Analysts point out that the poorest have been excluded and the elderly have had their pension allocations cut.

March 01, 2015 02:04 am | Updated 02:04 am IST - NEW DELHI

The BJP’s first full budget made a strong push towards expanding the social security net for vulnerable populations. However, the details of the proposals were met with mixed reactions, with analysts pointing out that the poorest were still excluded.

“A large proportion of India’s population is without insurance of any kind -- health, accidental or life. Worryingly, as our young population ages, it is also going to be pension-less,” Union Finance Minister Arun Jaitley said in his speech. His statement reflects a reality first brought to light by the 2011 Census, which showed that India’s southern States had already achieved replacement levels of fertility, and the country would need to start dealing with a growing proportion of elderly people in its population.

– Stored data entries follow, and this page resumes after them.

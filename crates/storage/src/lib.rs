pub mod json_path;
pub mod memory;
pub mod payload;
pub mod qdrant;
pub mod store;

pub use json_path::{parse_json_path, JsonPathItem};
pub use memory::InMemoryDocumentStore;
pub use payload::set_value_by_key;
pub use qdrant::QdrantDocumentStore;
pub use store::{Condition, DocumentStore, DuplicatePolicy, MetadataFilter};
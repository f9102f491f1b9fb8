//! Turns user-facing display names into identifiers usable as model/column references.

#[derive(Debug, Clone, Copy, PartialEq, Eq)]
enum Position {
    Prefix,
    Middle,
    Suffix,
}

fn is_separator(c: char) -> bool {
    c.is_whitespace() || c.is_control()
}

fn is_invalid(c: char, position: Position) -> bool {
    if c == '_' {
        return false;
    }
    match position {
        Position::Prefix => c.is_ascii_punctuation() || c.is_ascii_digit() || is_separator(c),
        Position::Middle => (c.is_ascii_punctuation() && c != '$') || is_separator(c),
        Position::Suffix => c.is_ascii_punctuation() || is_separator(c),
    }
}

/// Replace characters that are invalid at their position with `_`, then collapse runs of `_`.
///
/// A name may not start with a digit, `$` is only allowed in the middle, and punctuation or
/// whitespace is never allowed. Non-ASCII letters are kept as they are.
pub fn clean_display_name(display_name: &str) -> String {
    let chars: Vec<char> = display_name.chars().collect();
    let last = chars.len().saturating_sub(1);

    let mut cleaned = String::with_capacity(display_name.len());
    for (i, &c) in chars.iter().enumerate() {
        let invalid = if chars.len() == 1 {
            is_invalid(c, Position::Prefix) || is_invalid(c, Position::Suffix)
        } else if i == 0 {
            is_invalid(c, Position::Prefix)
        } else if i == last {
            is_invalid(c, Position::Suffix)
        } else {
            is_invalid(c, Position::Middle)
        };

        let c = if invalid { '_' } else { c };
        if c == '_' && cleaned.ends_with('_') {
            continue;
        }
        cleaned.push(c);
    }
    cleaned
}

Mr. Jaitley announced three insurance schemes — Pradhan Mantri Suraksha Bima Yojna, which will cover accidental death risk of Rs. 2 lakh for a premium of Rs. 12 per year, Atal Pension Yojana, a contributory pension scheme, and the Pradhan Mantri Jeevan Jyoti Bima Yojana, to provide both natural and accidental death cover of Rs. 2 lakh with a premium of Rs. 330 per year, for the age group 18-50.

For the Atal Pension Yojana, the government will contribute 50 per cent of the beneficiaries’ premium up to Rs. 1,000 per year for five years in new Jan Dhan accounts opened before December 31, 2015.

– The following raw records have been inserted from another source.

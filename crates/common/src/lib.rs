//! Common types and utilities shared across all crates

pub mod config;
pub mod error;
pub mod telemetry;
pub mod types;

pub use config::*;
pub use error::{IndexError, Result};
pub use telemetry::{init_tracing, shutdown_tracing};
pub use types::*;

The budget had additional offers for senior citizens. Mr. Jaitley proposed the creation of a Senior Citizen Welfare Fund which would appropriate unclaimed deposits in the Public Provident Fund and the Employee Provident Fund. This would subsidise the premiums of vulnerable groups. He also proposed a new scheme to provide physical aid and assisted living devices for poor senior citizens.

Nikhil Dey of Mazdoor Kisan Shakti Sangathan and Pension Parishad welcomed the schemes that provided death covers, but criticised the government for failing to enact a comprehensive universal pension scheme. “What has been announced is a contributory pension scheme, but what true social security would be is a non-contributory universal pension scheme,” he said, adding that the poor did not have the money to invest in such schemes.

Moreover, the government has cut allocations to the National Social Assistance Programme, which provides pensions to the elderly, widows and differently abled people, by Rs. 1,000 crore in the new budget.

“That scheme provides just Rs. 200 in pensions, a sum the previous government had promised to raise. What was needed was for this sum to be raised and the scheme to be strengthened,” Mr. Dey said.

Other middle income countries have far wider social security nets; in Brazil, rural workers aged over 60 and all of the poor get a pension equal to the minimum wage without having contributed while they worked.